In one sense, every government tries something like this: front-load unpopular measures, blame their predecessors and hope that the payoff will be visible to voters in a few years’ time. “They think they have a brief window, while the Tories are in the middle of a leadership campaign, to convince people that anything unpopular is the Conservatives’ fault,” Kiran said.
The elaboration from pre-election strategy is the message that the Tories lied about the scale of the problem. “Before the election, I said we would face the worst inheritance since the second world war,” Reeves said in July. “Upon my arrival at the Treasury three weeks ago, it became clear that there were … things that the party opposite covered up from the country.”

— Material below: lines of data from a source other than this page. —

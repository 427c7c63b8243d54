//! Structured log events and the sinks that receive them.

use crate::calibration::{ActionKind, CalibrationError, LinearCalibration, Stage};
use crate::domain::Channel;
use crate::traits::sensors::{AcquisitionError, Setting};

#[derive(Debug, Copy, Clone, PartialEq)]
#[cfg_attr(feature = "defmt", derive(defmt::Format))]
pub enum Event<'a> {
    AcquisitionFault {
        device: &'a str,
        error: AcquisitionError,
    },
    Configured {
        device: &'a str,
        setting: Setting,
    },
    CalibrationTransition {
        device: &'a str,
        action: ActionKind,
        from: Stage,
        to: Stage,
    },
    CalibrationRejected {
        device: &'a str,
        action: ActionKind,
        stage: Stage,
        error: CalibrationError,
    },
    CalibrationApplied {
        device: &'a str,
        channel: Channel,
        calibration: LinearCalibration,
    },
}

/// Receives structured events from acquisition cycles and calibration
/// workflows. Injected at construction.
pub trait LogSink {
    fn record(&self, event: &Event<'_>);
}

impl<L: LogSink> LogSink for &L {
    fn record(&self, event: &Event<'_>) {
        (*self).record(event)
    }
}

/// Forwards events to the global `log` or `defmt` logger.
#[derive(Debug, Copy, Clone, Default)]
pub struct GlobalLog;

impl LogSink for GlobalLog {
    fn record(&self, event: &Event<'_>) {
        match event {
            Event::AcquisitionFault { device, error } => {
                warn!("[{}] acquisition fault: {:?}", device, error);
            }
            Event::Configured { device, setting } => {
                debug!("[{}] configured {:?}", device, setting);
            }
            Event::CalibrationTransition {
                device,
                action,
                from,
                to,
            } => {
                info!("[{}] calibration {:?}: {:?} -> {:?}", device, action, from, to);
            }
            Event::CalibrationRejected {
                device,
                action,
                stage,
                error,
            } => {
                warn!(
                    "[{}] calibration {:?} rejected in {:?}: {:?}",
                    device,
                    action,
                    stage,
                    error
                );
            }
            Event::CalibrationApplied {
                device,
                channel,
                calibration,
            } => {
                info!(
                    "[{}] calibration applied to {:?}: slope={} offset={}",
                    device,
                    channel,
                    calibration.slope,
                    calibration.offset
                );
            }
        }
    }
}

Starmer’s speech is a bald reiteration of the same point. Meanwhile, he will try to mark a symbolic shift, framing his speech by inviting an audience of “people who serve our communities and our country into the rose garden at Downing Street”. That is the same garden, he says in the Times this morning, that “became a symbol of the rot at the heart of [Boris Johnson’s] government” when it was used to host a wine and cheese party during the pandemic.
Is it true that Labour has a worse legacy than expected?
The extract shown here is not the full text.